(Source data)
^^^^^^^^^^^^^^^^
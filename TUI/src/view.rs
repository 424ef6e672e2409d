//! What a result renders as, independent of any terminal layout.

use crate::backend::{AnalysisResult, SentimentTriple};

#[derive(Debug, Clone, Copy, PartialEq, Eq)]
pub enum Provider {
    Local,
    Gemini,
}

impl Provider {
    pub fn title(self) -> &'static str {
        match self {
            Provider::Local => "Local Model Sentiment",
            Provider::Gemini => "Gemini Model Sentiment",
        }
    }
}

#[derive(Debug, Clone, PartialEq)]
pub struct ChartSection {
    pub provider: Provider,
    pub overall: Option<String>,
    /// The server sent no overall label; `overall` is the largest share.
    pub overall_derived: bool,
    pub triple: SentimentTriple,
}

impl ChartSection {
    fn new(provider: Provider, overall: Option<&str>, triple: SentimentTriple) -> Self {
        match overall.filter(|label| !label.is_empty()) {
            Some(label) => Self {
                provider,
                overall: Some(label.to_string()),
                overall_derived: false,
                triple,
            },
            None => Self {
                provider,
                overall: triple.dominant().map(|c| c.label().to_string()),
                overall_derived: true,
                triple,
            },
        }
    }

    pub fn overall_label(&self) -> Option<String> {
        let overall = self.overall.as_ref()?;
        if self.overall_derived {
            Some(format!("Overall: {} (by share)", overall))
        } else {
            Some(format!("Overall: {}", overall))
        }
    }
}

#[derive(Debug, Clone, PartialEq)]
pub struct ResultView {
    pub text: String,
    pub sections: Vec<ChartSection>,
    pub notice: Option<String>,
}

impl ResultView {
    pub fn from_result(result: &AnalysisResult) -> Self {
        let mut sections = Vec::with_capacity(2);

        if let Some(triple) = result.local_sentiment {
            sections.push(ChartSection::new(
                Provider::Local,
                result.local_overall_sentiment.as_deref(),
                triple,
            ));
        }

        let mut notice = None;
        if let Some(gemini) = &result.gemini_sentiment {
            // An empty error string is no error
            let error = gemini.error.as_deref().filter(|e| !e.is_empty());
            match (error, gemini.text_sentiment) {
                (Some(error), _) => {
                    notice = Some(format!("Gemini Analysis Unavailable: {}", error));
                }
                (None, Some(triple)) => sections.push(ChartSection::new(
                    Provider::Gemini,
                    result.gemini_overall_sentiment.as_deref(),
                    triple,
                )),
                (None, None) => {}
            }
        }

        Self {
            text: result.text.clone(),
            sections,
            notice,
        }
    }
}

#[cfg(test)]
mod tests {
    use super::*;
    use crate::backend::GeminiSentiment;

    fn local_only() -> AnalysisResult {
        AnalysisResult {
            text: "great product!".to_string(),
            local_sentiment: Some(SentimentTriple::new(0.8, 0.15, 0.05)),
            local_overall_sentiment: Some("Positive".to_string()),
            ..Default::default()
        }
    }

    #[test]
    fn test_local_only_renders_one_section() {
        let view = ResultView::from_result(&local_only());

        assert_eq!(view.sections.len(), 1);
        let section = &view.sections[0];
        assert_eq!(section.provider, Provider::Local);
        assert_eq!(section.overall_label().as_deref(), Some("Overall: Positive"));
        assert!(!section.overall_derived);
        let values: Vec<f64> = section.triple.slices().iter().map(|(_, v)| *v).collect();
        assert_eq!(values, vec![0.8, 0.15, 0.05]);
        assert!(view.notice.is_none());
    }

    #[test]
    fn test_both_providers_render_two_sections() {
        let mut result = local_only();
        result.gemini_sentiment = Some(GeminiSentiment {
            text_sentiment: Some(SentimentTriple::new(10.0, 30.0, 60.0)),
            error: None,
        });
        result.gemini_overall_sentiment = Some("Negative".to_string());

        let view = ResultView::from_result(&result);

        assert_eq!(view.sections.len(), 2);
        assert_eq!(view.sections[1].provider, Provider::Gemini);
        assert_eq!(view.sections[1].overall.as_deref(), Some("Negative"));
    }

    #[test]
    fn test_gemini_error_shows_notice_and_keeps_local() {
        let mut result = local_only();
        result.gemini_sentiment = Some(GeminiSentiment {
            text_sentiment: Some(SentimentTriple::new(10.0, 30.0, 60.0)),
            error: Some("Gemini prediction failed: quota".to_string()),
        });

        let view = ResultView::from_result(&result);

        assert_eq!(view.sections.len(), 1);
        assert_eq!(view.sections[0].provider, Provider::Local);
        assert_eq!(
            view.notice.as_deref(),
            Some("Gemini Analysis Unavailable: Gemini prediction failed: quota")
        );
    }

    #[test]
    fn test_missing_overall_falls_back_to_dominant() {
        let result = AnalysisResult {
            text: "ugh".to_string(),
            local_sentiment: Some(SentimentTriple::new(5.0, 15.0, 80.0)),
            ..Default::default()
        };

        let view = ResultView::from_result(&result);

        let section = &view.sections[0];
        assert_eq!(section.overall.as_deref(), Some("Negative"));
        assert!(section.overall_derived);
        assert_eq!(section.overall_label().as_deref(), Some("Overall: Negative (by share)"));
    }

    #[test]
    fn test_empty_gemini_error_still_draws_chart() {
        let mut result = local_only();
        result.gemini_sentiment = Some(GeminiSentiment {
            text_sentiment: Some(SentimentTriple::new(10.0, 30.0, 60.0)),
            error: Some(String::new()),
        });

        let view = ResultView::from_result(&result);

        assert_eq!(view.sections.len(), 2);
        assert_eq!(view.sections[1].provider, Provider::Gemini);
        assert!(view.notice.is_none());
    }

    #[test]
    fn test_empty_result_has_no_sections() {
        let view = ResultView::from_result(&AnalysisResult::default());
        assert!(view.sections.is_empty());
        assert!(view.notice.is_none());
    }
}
^^^^^^^^^^^^^^^^
_Work instruction_
Copy the records out again word for word.

_Answer section_
filename TUI/src/view.rs
repository 424ef6e672e2409d
//! What a result renders as, independent of any terminal layout.

use crate::backend::{AnalysisResult, SentimentTriple};

#[derive(Debug, Clone, Copy, PartialEq, Eq)]
pub enum Provider {
    Local,
    Gemini,
}

impl Provider {
    pub fn title(self) -> &'static str {
        match self {
            Provider::Local => "Local Model Sentiment",
            Provider::Gemini => "Gemini Model Sentiment",
        }
    }
}

#[derive(Debug, Clone, PartialEq)]
pub struct ChartSection {
    pub provider: Provider,
    pub overall: Option<String>,
    /// The server sent no overall label; `overall` is the largest share.
    pub overall_derived: bool,
    pub triple: SentimentTriple,
}

impl ChartSection {
    fn new(provider: Provider, overall: Option<&str>, triple: SentimentTriple) -> Self {
        match overall.filter(|label| !label.is_empty()) {
            Some(label) => Self {
                provider,
                overall: Some(label.to_string()),
                overall_derived: false,
                triple,
            },
            None => Self {
                provider,
                overall: triple.dominant().map(|c| c.label().to_string()),
                overall_derived: true,
                triple,
            },
        }
    }

    pub fn overall_label(&self) -> Option<String> {
        let overall = self.overall.as_ref()?;
        if self.overall_derived {
            Some(format!("Overall: {} (by share)", overall))
        } else {
            Some(format!("Overall: {}", overall))
        }
    }
}

#[derive(Debug, Clone, PartialEq)]
pub struct ResultView {
    pub text: String,
    pub sections: Vec<ChartSection>,
    pub notice: Option<String>,
}

impl ResultView {
    pub fn from_result(result: &AnalysisResult) -> Self {
        let mut sections = Vec::with_capacity(2);

        if let Some(triple) = result.local_sentiment {
            sections.push(ChartSection::new(
                Provider::Local,
                result.local_overall_sentiment.as_deref(),
                triple,
            ));
        }

        let mut notice = None;
        if let Some(gemini) = &result.gemini_sentiment {
            // An empty error string is no error
            let error = gemini.error.as_deref().filter(|e| !e.is_empty());
            match (error, gemini.text_sentiment) {
                (Some(error), _) => {
                    notice = Some(format!("Gemini Analysis Unavailable: {}", error));
                }
                (None, Some(triple)) => sections.push(ChartSection::new(
                    Provider::Gemini,
                    result.gemini_overall_sentiment.as_deref(),
                    triple,
                )),
                (None, None) => {}
            }
        }

        Self {
            text: result.text.clone(),
            sections,
            notice,
        }
    }
}

#[cfg(test)]
mod tests {
    use super::*;
    use crate::backend::GeminiSentiment;

    fn local_only() -> AnalysisResult {
        AnalysisResult {
            text: "great product!".to_string(),
            local_sentiment: Some(SentimentTriple::new(0.8, 0.15, 0.05)),
            local_overall_sentiment: Some("Positive".to_string()),
            ..Default::default()
        }
    }

    #[test]
    fn test_local_only_renders_one_section() {
        let view = ResultView::from_result(&local_only());

        assert_eq!(view.sections.len(), 1);
        let section = &view.sections[0];
        assert_eq!(section.provider, Provider::Local);
        assert_eq!(section.overall_label().as_deref(), Some("Overall: Positive"));
        assert!(!section.overall_derived);
        let values: Vec<f64> = section.triple.slices().iter().map(|(_, v)| *v).collect();
        assert_eq!(values, vec![0.8, 0.15, 0.05]);
        assert!(view.notice.is_none());
    }

    #[test]
    fn test_both_providers_render_two_sections() {
        let mut result = local_only();
        result.gemini_sentiment = Some(GeminiSentiment {
            text_sentiment: Some(SentimentTriple::new(10.0, 30.0, 60.0)),
            error: None,
        });
        result.gemini_overall_sentiment = Some("Negative".to_string());

        let view = ResultView::from_result(&result);

        assert_eq!(view.sections.len(), 2);
        assert_eq!(view.sections[1].provider, Provider::Gemini);
        assert_eq!(view.sections[1].overall.as_deref(), Some("Negative"));
    }

    #[test]
    fn test_gemini_error_shows_notice_and_keeps_local() {
        let mut result = local_only();
        result.gemini_sentiment = Some(GeminiSentiment {
            text_sentiment: Some(SentimentTriple::new(10.0, 30.0, 60.0)),
            error: Some("Gemini prediction failed: quota".to_string()),
        });

        let view = ResultView::from_result(&result);

        assert_eq!(view.sections.len(), 1);
        assert_eq!(view.sections[0].provider, Provider::Local);
        assert_eq!(
            view.notice.as_deref(),
            Some("Gemini Analysis Unavailable: Gemini prediction failed: quota")
        );
    }

    #[test]
    fn test_missing_overall_falls_back_to_dominant() {
        let result = AnalysisResult {
            text: "ugh".to_string(),
            local_sentiment: Some(SentimentTriple::new(5.0, 15.0, 80.0)),
            ..Default::default()
        };

        let view = ResultView::from_result(&result);

        let section = &view.sections[0];
        assert_eq!(section.overall.as_deref(), Some("Negative"));
        assert!(section.overall_derived);
        assert_eq!(section.overall_label().as_deref(), Some("Overall: Negative (by share)"));
    }

    #[test]
    fn test_empty_gemini_error_still_draws_chart() {
        let mut result = local_only();
        result.gemini_sentiment = Some(GeminiSentiment {
            text_sentiment: Some(SentimentTriple::new(10.0, 30.0, 60.0)),
            error: Some(String::new()),
        });

        let view = ResultView::from_result(&result);

        assert_eq!(view.sections.len(), 2);
        assert_eq!(view.sections[1].provider, Provider::Gemini);
        assert!(view.notice.is_none());
    }

    #[test]
    fn test_empty_result_has_no_sections() {
        let view = ResultView::from_result(&AnalysisResult::default());
        assert!(view.sections.is_empty());
        assert!(view.notice.is_none());
    }
}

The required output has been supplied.